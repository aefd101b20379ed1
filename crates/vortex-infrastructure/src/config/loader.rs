//! Configuration loader.
//!
//! Reads `config/{env}.yaml` and applies the environment variable overrides
//! from the deployment contract. Environment variables always override file
//! values; a missing file falls back to built-in defaults with a warning.

use std::env;
use std::path::{Path, PathBuf};

use vortex_domain::constants::auth::MIN_JWT_SECRET_LENGTH;
use vortex_domain::error::{Error, Result};

use super::types::{AppConfig, EngineKind};

/// Configuration loader service.
#[derive(Clone, Default)]
pub struct ConfigLoader {
    /// Optional explicit config file path (overrides environment resolution)
    config_path: Option<PathBuf>,
}

impl ConfigLoader {
    /// Loader using environment-based file resolution.
    #[must_use]
    pub fn new() -> Self {
        Self::default()
    }

    /// Set an explicit configuration file path.
    #[must_use]
    pub fn with_config_path<P: AsRef<Path>>(mut self, path: P) -> Self {
        self.config_path = Some(path.as_ref().to_path_buf());
        self
    }

    /// Load, override from the environment, and validate.
    ///
    /// # Errors
    /// Returns an error when an explicit path is missing, the YAML is
    /// malformed, or validation fails.
    pub fn load(&self) -> Result<AppConfig> {
        let mut config = match self.find_yaml_config_path()? {
            Some(path) => {
                let content = std::fs::read_to_string(&path)
                    .map_err(|e| Error::io_with_source("read config file", e))?;
                let config: AppConfig = serde_yaml::from_str(&content)
                    .map_err(|e| Error::config(format!("malformed config file: {e}")))?;
                tracing::info!(path = %path.display(), "configuration loaded");
                config
            }
            None => {
                tracing::warn!("no configuration file found; using defaults");
                AppConfig::default()
            }
        };

        apply_env_overrides(&mut config);
        validate(&config)?;
        Ok(config)
    }

    fn find_yaml_config_path(&self) -> Result<Option<PathBuf>> {
        if let Some(path) = &self.config_path {
            if path.exists() {
                return Ok(Some(path.clone()));
            }
            return Err(Error::config(format!(
                "configuration file not found: {}",
                path.display()
            )));
        }

        let env_name = env::var("VECTORDB_ENV").unwrap_or_else(|_| "development".to_owned());
        let filename = format!("{env_name}.yaml");

        if let Ok(current_dir) = env::current_dir() {
            for dir in current_dir.ancestors() {
                let candidate = dir.join("config").join(&filename);
                if candidate.exists() {
                    return Ok(Some(candidate));
                }
            }
        }
        Ok(None)
    }
}

fn env_string(name: &str) -> Option<String> {
    env::var(name).ok().filter(|v| !v.is_empty())
}

fn env_flag(name: &str) -> Option<bool> {
    env_string(name).map(|v| matches!(v.as_str(), "1" | "true" | "TRUE" | "yes"))
}

/// Authoritative environment override list; file values lose.
fn apply_env_overrides(config: &mut AppConfig) {
    if let Some(host) = env_string("VECTORDB_HOST") {
        config.server.host = host;
    }
    if let Some(port) = env_string("VECTORDB_PORT").and_then(|v| v.parse().ok()) {
        config.server.port = port;
    }
    if let Some(engine) = env_string("VECTORDB_ENGINE") {
        config.engine.kind = match engine.as_str() {
            "memory" => EngineKind::Memory,
            _ => EngineKind::Qdrant,
        };
    }
    if let Some(url) = env_string("QDRANT_URL") {
        config.engine.qdrant_url = url;
    }
    if let Some(key) = env_string("QDRANT_API_KEY").or_else(|| env_string("VECTORDB_API_KEY")) {
        config.engine.qdrant_api_key = Some(key);
    }
    if let Some(url) = env_string("REDIS_URL") {
        config.redis.url = Some(url);
    }
    if let Some(path) = env_string("JOBS_DB_PATH") {
        config.paths.jobs_db = path;
    }
    if let Some(path) = env_string("VORTEX_SECURITY_DB") {
        config.paths.security_db = path;
    }
    if let Some(path) = env_string("SNAPSHOT_DIR") {
        config.paths.snapshot_dir = path;
    }
    if let Some(path) = env_string("BM25_PATH") {
        config.paths.bm25_model = path;
    }
    if let Some(model) = env_string("SPLADE_MODEL_NAME") {
        config.splade.model = model;
    }
    if let Some(len) = env_string("SPLADE_MAX_LENGTH").and_then(|v| v.parse().ok()) {
        config.splade.max_length = len;
    }
    if let Some(threshold) = env_string("SPLADE_THRESHOLD").and_then(|v| v.parse().ok()) {
        config.splade.threshold = threshold;
    }
    if let Some(device) = env_string("SPLADE_DEVICE") {
        config.splade.device = device;
    }
    if let Some(enabled) = env_flag("ENABLE_SPLADE") {
        config.splade.enabled = enabled;
    }
    if let Some(allowed) = env_flag("ALLOW_BM25_BATCH") {
        config.jobs.allow_bm25_batch = allowed;
    }
    if let Some(min) = env_string("BM25_COOLDOWN_MIN").and_then(|v| v.parse().ok()) {
        config.jobs.bm25_cooldown_min = min;
    }
    if let Some(secret) = env_string("ADMIN_SECRET") {
        config.security.admin_secret = Some(secret);
    }
    if let Some(secret) = env_string("JWT_SECRET") {
        config.security.jwt_secret = secret;
    }
    if let Some(level) = env_string("LOG_LEVEL") {
        config.logging.level = level;
    }
    if let Some(key) = env_string("LOG_KEY") {
        config.logging.key = Some(key);
    }
    if let Some(mode) = env_string("APP_MODE") {
        config.app_mode = mode;
    }
}

fn validate(config: &AppConfig) -> Result<()> {
    if config.security.jwt_secret.len() < MIN_JWT_SECRET_LENGTH {
        return Err(Error::config(format!(
            "security.jwt_secret must be at least {MIN_JWT_SECRET_LENGTH} characters"
        )));
    }
    if config.engine.vector_size == 0 {
        return Err(Error::config("engine.vector_size cannot be 0"));
    }
    if config.security.rate_limit_window_secs == 0 {
        return Err(Error::config("security.rate_limit_window_secs cannot be 0"));
    }
    if config.dense.dimensions == 0 {
        return Err(Error::config("dense.dimensions cannot be 0"));
    }
    Ok(())
}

PROBLEM:
The full set of entries should be copied out exactly as given.

ANSWER TO THIS PROBLEM:
repository aefd101b20379ed1
filename crates/vortex-infrastructure/src/config/loader.rs
//! Configuration loader.
//!
//! Reads `config/{env}.yaml` and applies the environment variable overrides
//! from the deployment contract. Environment variables always override file
//! values; a missing file falls back to built-in defaults with a warning.

use std::env;
use std::path::{Path, PathBuf};

use vortex_domain::constants::auth::MIN_JWT_SECRET_LENGTH;
use vortex_domain::error::{Error, Result};

use super::types::{AppConfig, EngineKind};

/// Configuration loader service.
#[derive(Clone, Default)]
pub struct ConfigLoader {
    /// Optional explicit config file path (overrides environment resolution)
    config_path: Option<PathBuf>,
}

impl ConfigLoader {
    /// Loader using environment-based file resolution.
    #[must_use]
    pub fn new() -> Self {
        Self::default()
    }

    /// Set an explicit configuration file path.
    #[must_use]
    pub fn with_config_path<P: AsRef<Path>>(mut self, path: P) -> Self {
        self.config_path = Some(path.as_ref().to_path_buf());
        self
    }

    /// Load, override from the environment, and validate.
    ///
    /// # Errors
    /// Returns an error when an explicit path is missing, the YAML is
    /// malformed, or validation fails.
    pub fn load(&self) -> Result<AppConfig> {
        let mut config = match self.find_yaml_config_path()? {
            Some(path) => {
                let content = std::fs::read_to_string(&path)
                    .map_err(|e| Error::io_with_source("read config file", e))?;
                let config: AppConfig = serde_yaml::from_str(&content)
                    .map_err(|e| Error::config(format!("malformed config file: {e}")))?;
                tracing::info!(path = %path.display(), "configuration loaded");
                config
            }
            None => {
                tracing::warn!("no configuration file found; using defaults");
                AppConfig::default()
            }
        };

        apply_env_overrides(&mut config);
        validate(&config)?;
        Ok(config)
    }

    fn find_yaml_config_path(&self) -> Result<Option<PathBuf>> {
        if let Some(path) = &self.config_path {
            if path.exists() {
                return Ok(Some(path.clone()));
            }
            return Err(Error::config(format!(
                "configuration file not found: {}",
                path.display()
            )));
        }

        let env_name = env::var("VECTORDB_ENV").unwrap_or_else(|_| "development".to_owned());
        let filename = format!("{env_name}.yaml");

        if let Ok(current_dir) = env::current_dir() {
            for dir in current_dir.ancestors() {
                let candidate = dir.join("config").join(&filename);
                if candidate.exists() {
                    return Ok(Some(candidate));
                }
            }
        }
        Ok(None)
    }
}

fn env_string(name: &str) -> Option<String> {
    env::var(name).ok().filter(|v| !v.is_empty())
}

fn env_flag(name: &str) -> Option<bool> {
    env_string(name).map(|v| matches!(v.as_str(), "1" | "true" | "TRUE" | "yes"))
}

/// Authoritative environment override list; file values lose.
fn apply_env_overrides(config: &mut AppConfig) {
    if let Some(host) = env_string("VECTORDB_HOST") {
        config.server.host = host;
    }
    if let Some(port) = env_string("VECTORDB_PORT").and_then(|v| v.parse().ok()) {
        config.server.port = port;
    }
    if let Some(engine) = env_string("VECTORDB_ENGINE") {
        config.engine.kind = match engine.as_str() {
            "memory" => EngineKind::Memory,
            _ => EngineKind::Qdrant,
        };
    }
    if let Some(url) = env_string("QDRANT_URL") {
        config.engine.qdrant_url = url;
    }
    if let Some(key) = env_string("QDRANT_API_KEY").or_else(|| env_string("VECTORDB_API_KEY")) {
        config.engine.qdrant_api_key = Some(key);
    }
    if let Some(url) = env_string("REDIS_URL") {
        config.redis.url = Some(url);
    }
    if let Some(path) = env_string("JOBS_DB_PATH") {
        config.paths.jobs_db = path;
    }
    if let Some(path) = env_string("VORTEX_SECURITY_DB") {
        config.paths.security_db = path;
    }
    if let Some(path) = env_string("SNAPSHOT_DIR") {
        config.paths.snapshot_dir = path;
    }
    if let Some(path) = env_string("BM25_PATH") {
        config.paths.bm25_model = path;
    }
    if let Some(model) = env_string("SPLADE_MODEL_NAME") {
        config.splade.model = model;
    }
    if let Some(len) = env_string("SPLADE_MAX_LENGTH").and_then(|v| v.parse().ok()) {
        config.splade.max_length = len;
    }
    if let Some(threshold) = env_string("SPLADE_THRESHOLD").and_then(|v| v.parse().ok()) {
        config.splade.threshold = threshold;
    }
    if let Some(device) = env_string("SPLADE_DEVICE") {
        config.splade.device = device;
    }
    if let Some(enabled) = env_flag("ENABLE_SPLADE") {
        config.splade.enabled = enabled;
    }
    if let Some(allowed) = env_flag("ALLOW_BM25_BATCH") {
        config.jobs.allow_bm25_batch = allowed;
    }
    if let Some(min) = env_string("BM25_COOLDOWN_MIN").and_then(|v| v.parse().ok()) {
        config.jobs.bm25_cooldown_min = min;
    }
    if let Some(secret) = env_string("ADMIN_SECRET") {
        config.security.admin_secret = Some(secret);
    }
    if let Some(secret) = env_string("JWT_SECRET") {
        config.security.jwt_secret = secret;
    }
    if let Some(level) = env_string("LOG_LEVEL") {
        config.logging.level = level;
    }
    if let Some(key) = env_string("LOG_KEY") {
        config.logging.key = Some(key);
    }
    if let Some(mode) = env_string("APP_MODE") {
        config.app_mode = mode;
    }
}

fn validate(config: &AppConfig) -> Result<()> {
    if config.security.jwt_secret.len() < MIN_JWT_SECRET_LENGTH {
        return Err(Error::config(format!(
            "security.jwt_secret must be at least {MIN_JWT_SECRET_LENGTH} characters"
        )));
    }
    if config.engine.vector_size == 0 {
        return Err(Error::config("engine.vector_size cannot be 0"));
    }
    if config.security.rate_limit_window_secs == 0 {
        return Err(Error::config("security.rate_limit_window_secs cannot be 0"));
    }
    if config.dense.dimensions == 0 {
        return Err(Error::config("dense.dimensions cannot be 0"));
    }
    Ok(())
}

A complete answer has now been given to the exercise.